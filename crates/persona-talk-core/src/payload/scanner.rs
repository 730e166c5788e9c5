//! Locates the first embedded tag in a reply.

use std::ops::Range;

/// Byte ranges of a matched tag inside the scanned text.
#[derive(Debug, Clone, PartialEq, Eq)]
pub(crate) struct TagMatch {
    /// Whole tag, from `[` through the closing `]`.
    pub(crate) span: Range<usize>,
    /// The JSON object between the braces, braces included.
    pub(crate) body: Range<usize>,
}

/// Result of scanning a reply for its first tag.
#[derive(Debug, Clone, PartialEq, Eq)]
pub(crate) enum TagScan {
    /// No marker followed by an object.
    Absent,
    /// A complete `[<tag>: {...}]`.
    Complete(TagMatch),
    /// A marker followed by `{` whose object never balances or whose tag is
    /// not closed by `]`. Holds the offset of the marker.
    Incomplete(usize),
}

/// Find the first `[<tag>: {...}]` occurrence.
///
/// After the marker come optional whitespace, an object whose braces balance
/// (braces inside JSON strings are ignored), optional whitespace and `]`. The
/// first marker followed by `{` decides the outcome; markers without an
/// object after them are skipped.
pub(crate) fn find_tag(text: &str, tag: &str) -> TagScan {
    let marker = format!("[{tag}:");
    let mut from = 0;
    while let Some(offset) = text[from..].find(&marker) {
        let start = from + offset;
        let body_start = skip_whitespace(text, start + marker.len());
        if text[body_start..].starts_with('{') {
            return match close_tag(text, start, body_start) {
                Some(found) => TagScan::Complete(found),
                None => TagScan::Incomplete(start),
            };
        }
        // `[` is one byte, so this stays on a char boundary.
        from = start + 1;
    }
    TagScan::Absent
}

fn close_tag(text: &str, start: usize, body_start: usize) -> Option<TagMatch> {
    let body_end = object_end(text, body_start)?;
    let close = skip_whitespace(text, body_end);
    if !text[close..].starts_with(']') {
        return None;
    }
    Some(TagMatch {
        span: start..close + 1,
        body: body_start..body_end,
    })
}

fn skip_whitespace(text: &str, from: usize) -> usize {
    text[from..]
        .char_indices()
        .find(|(_, ch)| !ch.is_whitespace())
        .map(|(idx, _)| from + idx)
        .unwrap_or(text.len())
}

/// Offset just past the `}` that closes the object opening at `start`.
fn object_end(text: &str, start: usize) -> Option<usize> {
    let mut depth = 0usize;
    let mut in_string = false;
    let mut escaped = false;
    // Structural bytes are ASCII and never occur inside multi-byte UTF-8.
    for (idx, byte) in text.as_bytes()[start..].iter().enumerate() {
        if in_string {
            if escaped {
                escaped = false;
            } else if *byte == b'\\' {
                escaped = true;
            } else if *byte == b'"' {
                in_string = false;
            }
            continue;
        }
        match byte {
            b'"' => in_string = true,
            b'{' => depth += 1,
            b'}' => {
                depth -= 1;
                if depth == 0 {
                    return Some(start + idx + 1);
                }
            }
            _ => {}
        }
    }
    None
}

#[cfg(test)]
mod tests {
    use super::{TagScan, find_tag};
    use pretty_assertions::assert_eq;

    fn matched(text: &str) -> Option<(&str, &str)> {
        match find_tag(text, "SAVE_DATA") {
            TagScan::Complete(found) => Some((&text[found.span], &text[found.body])),
            _ => None,
        }
    }

    #[test]
    fn nested_braces_balance() {
        let text = r#"ok [SAVE_DATA: {"a": {"b": {}}, "c": 1}] tail"#;
        assert_eq!(
            matched(text),
            Some((
                r#"[SAVE_DATA: {"a": {"b": {}}, "c": 1}]"#,
                r#"{"a": {"b": {}}, "c": 1}"#
            ))
        );
    }

    #[test]
    fn braces_inside_strings_are_ignored() {
        let text = r#"[SAVE_DATA: {"summary": "use } and { and \" freely"}]"#;
        assert_eq!(matched(text).map(|(span, _)| span), Some(text));
    }

    #[test]
    fn whitespace_is_optional_around_the_object() {
        assert!(matched(r#"[SAVE_DATA:{"a":1}]"#).is_some());
        assert!(matched("[SAVE_DATA:\n  {\"a\":1}\n]").is_some());
    }

    #[test]
    fn unbalanced_object_is_incomplete() {
        assert_eq!(
            find_tag(r#"[SAVE_DATA: {"a": {"b": 1}]"#, "SAVE_DATA"),
            TagScan::Incomplete(0)
        );
        assert_eq!(
            find_tag(r#"x [SAVE_DATA: {"a": "unterminated}]"#, "SAVE_DATA"),
            TagScan::Incomplete(2)
        );
        assert_eq!(
            find_tag(r#"[SAVE_DATA: {"a": 1} no bracket"#, "SAVE_DATA"),
            TagScan::Incomplete(0)
        );
    }

    #[test]
    fn incomplete_object_stops_the_scan() {
        let text = r#"a [SAVE_DATA: {"s": {"b": 1}] b [SAVE_DATA: {"a":1}]"#;
        assert_eq!(find_tag(text, "SAVE_DATA"), TagScan::Incomplete(2));
    }

    #[test]
    fn marker_without_object_is_skipped_for_a_later_one() {
        let text = r#"[SAVE_DATA: nope] then [SAVE_DATA: {"a":1}]"#;
        assert_eq!(
            matched(text).map(|(span, _)| span),
            Some(r#"[SAVE_DATA: {"a":1}]"#)
        );
    }

    #[test]
    fn no_marker_is_absent() {
        assert_eq!(find_tag("plain [SAVE_DATA] text", "SAVE_DATA"), TagScan::Absent);
    }

    #[test]
    fn first_complete_tag_wins() {
        let text = r#"[SAVE_DATA: {"n":1}] and [SAVE_DATA: {"n":2}]"#;
        assert_eq!(matched(text).map(|(_, body)| body), Some(r#"{"n":1}"#));
    }

    #[test]
    fn multibyte_text_keeps_char_boundaries() {
        let text = "よく頑張ったね！[SAVE_DATA: {\"s\":\"数学\"}]";
        let TagScan::Complete(found) = find_tag(text, "SAVE_DATA") else {
            panic!("expected a complete tag");
        };
        assert_eq!(&text[..found.span.start], "よく頑張ったね！");
        assert_eq!(found.span.end, text.len());
    }
}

Task description: Of the entries above, transcribe exactly those lines that fall between the line containing "repository 730e166c5788e9c5" and the line containing "let close = skip_whitespace(text, body_end);", together with those two lines.

Exercise output:
repository 730e166c5788e9c5
//! Locates the first embedded tag in a reply.

use std::ops::Range;

/// Byte ranges of a matched tag inside the scanned text.
#[derive(Debug, Clone, PartialEq, Eq)]
pub(crate) struct TagMatch {
    /// Whole tag, from `[` through the closing `]`.
    pub(crate) span: Range<usize>,
    /// The JSON object between the braces, braces included.
    pub(crate) body: Range<usize>,
}

/// Result of scanning a reply for its first tag.
#[derive(Debug, Clone, PartialEq, Eq)]
pub(crate) enum TagScan {
    /// No marker followed by an object.
    Absent,
    /// A complete `[<tag>: {...}]`.
    Complete(TagMatch),
    /// A marker followed by `{` whose object never balances or whose tag is
    /// not closed by `]`. Holds the offset of the marker.
    Incomplete(usize),
}

/// Find the first `[<tag>: {...}]` occurrence.
///
/// After the marker come optional whitespace, an object whose braces balance
/// (braces inside JSON strings are ignored), optional whitespace and `]`. The
/// first marker followed by `{` decides the outcome; markers without an
/// object after them are skipped.
pub(crate) fn find_tag(text: &str, tag: &str) -> TagScan {
    let marker = format!("[{tag}:");
    let mut from = 0;
    while let Some(offset) = text[from..].find(&marker) {
        let start = from + offset;
        let body_start = skip_whitespace(text, start + marker.len());
        if text[body_start..].starts_with('{') {
            return match close_tag(text, start, body_start) {
                Some(found) => TagScan::Complete(found),
                None => TagScan::Incomplete(start),
            };
        }
        // `[` is one byte, so this stays on a char boundary.
        from = start + 1;
    }
    TagScan::Absent
}

fn close_tag(text: &str, start: usize, body_start: usize) -> Option<TagMatch> {
    let body_end = object_end(text, body_start)?;
    let close = skip_whitespace(text, body_end);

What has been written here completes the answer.